# The problem
Without changing anything, output the records below.

# Records shown
// Two-point linear trend forecasts over a history window.

use serde::Serialize;
use std::fmt;

use crate::anomaly::Resource;
use crate::models::Snapshot;

const NS_PER_HOUR: f64 = 3_600_000_000_000.0;
const MS_PER_HOUR: f64 = 3_600_000.0;

#[derive(Debug, Clone, Copy, PartialEq, Serialize)]
#[serde(tag = "trend", rename_all = "snake_case")]
pub enum Forecast {
    /// Disk or memory: hours until 100% at the current growth rate.
    ReachesCapacity { resource: Resource, hours: f64 },
    /// CPU: projected value one hour out.
    TrendingUp { resource: Resource, projected: f64 },
    Stable { resource: Resource },
}

impl fmt::Display for Forecast {
    fn fmt(&self, f: &mut fmt::Formatter<'_>) -> fmt::Result {
        match *self {
            Forecast::ReachesCapacity { resource, hours } => write!(
                f,
                "{} will reach capacity in ~{:.1} hours.",
                label(resource),
                hours
            ),
            Forecast::TrendingUp {
                resource,
                projected,
            } => write!(
                f,
                "{} usage trending upward, may reach ~{:.1}% in 1 hour.",
                label(resource),
                projected
            ),
            Forecast::Stable { resource } => {
                write!(f, "{} usage stable (no growth detected).", label(resource))
            }
        }
    }
}

fn label(resource: Resource) -> &'static str {
    match resource {
        Resource::Cpu => "CPU",
        Resource::Memory => "Memory",
        Resource::Disk => "Disk",
    }
}

#[derive(Debug, Clone, PartialEq, Serialize)]
#[serde(tag = "status", content = "forecasts", rename_all = "snake_case")]
pub enum ForecastReport {
    /// Fewer than two snapshots.
    Insufficient,
    /// Last timestamp is not after the first.
    InvalidWindow,
    /// Disk, memory, CPU.
    Trends(Vec<Forecast>),
}

impl ForecastReport {
    pub fn messages(&self) -> Vec<String> {
        match self {
            ForecastReport::Insufficient => vec!["insufficient history for forecasting.".into()],
            ForecastReport::InvalidWindow => vec!["invalid time window for forecasting.".into()],
            ForecastReport::Trends(forecasts) => forecasts.iter().map(|f| f.to_string()).collect(),
        }
    }
}

/// Growth between the first and last snapshot of `window`, extrapolated
/// linearly. Projections are not clamped to 0..=100.
pub fn forecast(window: &[Snapshot]) -> ForecastReport {
    let [first, .., last] = window else {
        return ForecastReport::Insufficient;
    };

    let elapsed = last.timestamp - first.timestamp;
    // Nanoseconds overflow past ~292 years; milliseconds are plenty there.
    let elapsed_hours = match elapsed.num_nanoseconds() {
        Some(ns) => ns as f64 / NS_PER_HOUR,
        None => elapsed.num_milliseconds() as f64 / MS_PER_HOUR,
    };
    if elapsed_hours <= 0.0 {
        return ForecastReport::InvalidWindow;
    }

    let growth = |r: Resource| (r.value(last) - r.value(first)) / elapsed_hours;

    let mut out = Vec::with_capacity(3);
    for resource in [Resource::Disk, Resource::Memory] {
        let g = growth(resource);
        out.push(if g > 0.0 {
            Forecast::ReachesCapacity {
                resource,
                hours: (100.0 - resource.value(last)) / g,
            }
        } else {
            Forecast::Stable { resource }
        });
    }

    let cpu = Resource::Cpu;
    let g = growth(cpu);
    out.push(if g > 0.0 {
        Forecast::TrendingUp {
            resource: cpu,
            projected: cpu.value(last) + g,
        }
    } else {
        Forecast::Stable { resource: cpu }
    });

    ForecastReport::Trends(out)
}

# Solution for this problem
// Two-point linear trend forecasts over a history window.

use serde::Serialize;
use std::fmt;

use crate::anomaly::Resource;
use crate::models::Snapshot;

const NS_PER_HOUR: f64 = 3_600_000_000_000.0;
const MS_PER_HOUR: f64 = 3_600_000.0;

#[derive(Debug, Clone, Copy, PartialEq, Serialize)]
#[serde(tag = "trend", rename_all = "snake_case")]
pub enum Forecast {
    /// Disk or memory: hours until 100% at the current growth rate.
    ReachesCapacity { resource: Resource, hours: f64 },
    /// CPU: projected value one hour out.
    TrendingUp { resource: Resource, projected: f64 },
    Stable { resource: Resource },
}

impl fmt::Display for Forecast {
    fn fmt(&self, f: &mut fmt::Formatter<'_>) -> fmt::Result {
        match *self {
            Forecast::ReachesCapacity { resource, hours } => write!(
                f,
                "{} will reach capacity in ~{:.1} hours.",
                label(resource),
                hours
            ),
            Forecast::TrendingUp {
                resource,
                projected,
            } => write!(
                f,
                "{} usage trending upward, may reach ~{:.1}% in 1 hour.",
                label(resource),
                projected
            ),
            Forecast::Stable { resource } => {
                write!(f, "{} usage stable (no growth detected).", label(resource))
            }
        }
    }
}

fn label(resource: Resource) -> &'static str {
    match resource {
        Resource::Cpu => "CPU",
        Resource::Memory => "Memory",
        Resource::Disk => "Disk",
    }
}

#[derive(Debug, Clone, PartialEq, Serialize)]
#[serde(tag = "status", content = "forecasts", rename_all = "snake_case")]
pub enum ForecastReport {
    /// Fewer than two snapshots.
    Insufficient,
    /// Last timestamp is not after the first.
    InvalidWindow,
    /// Disk, memory, CPU.
    Trends(Vec<Forecast>),
}

impl ForecastReport {
    pub fn messages(&self) -> Vec<String> {
        match self {
            ForecastReport::Insufficient => vec!["insufficient history for forecasting.".into()],
            ForecastReport::InvalidWindow => vec!["invalid time window for forecasting.".into()],
            ForecastReport::Trends(forecasts) => forecasts.iter().map(|f| f.to_string()).collect(),
        }
    }
}

/// Growth between the first and last snapshot of `window`, extrapolated
/// linearly. Projections are not clamped to 0..=100.
pub fn forecast(window: &[Snapshot]) -> ForecastReport {
    let [first, .., last] = window else {
        return ForecastReport::Insufficient;
    };

    let elapsed = last.timestamp - first.timestamp;
    // Nanoseconds overflow past ~292 years; milliseconds are plenty there.
    let elapsed_hours = match elapsed.num_nanoseconds() {
        Some(ns) => ns as f64 / NS_PER_HOUR,
        None => elapsed.num_milliseconds() as f64 / MS_PER_HOUR,
    };
    if elapsed_hours <= 0.0 {
        return ForecastReport::InvalidWindow;
    }

    let growth = |r: Resource| (r.value(last) - r.value(first)) / elapsed_hours;

    let mut out = Vec::with_capacity(3);
    for resource in [Resource::Disk, Resource::Memory] {
        let g = growth(resource);
        out.push(if g > 0.0 {
            Forecast::ReachesCapacity {
                resource,
                hours: (100.0 - resource.value(last)) / g,
            }
        } else {
            Forecast::Stable { resource }
        });
    }

    let cpu = Resource::Cpu;
    let g = growth(cpu);
    out.push(if g > 0.0 {
        Forecast::TrendingUp {
            resource: cpu,
            projected: cpu.value(last) + g,
        }
    } else {
        Forecast::Stable { resource: cpu }
    });

    ForecastReport::Trends(out)
}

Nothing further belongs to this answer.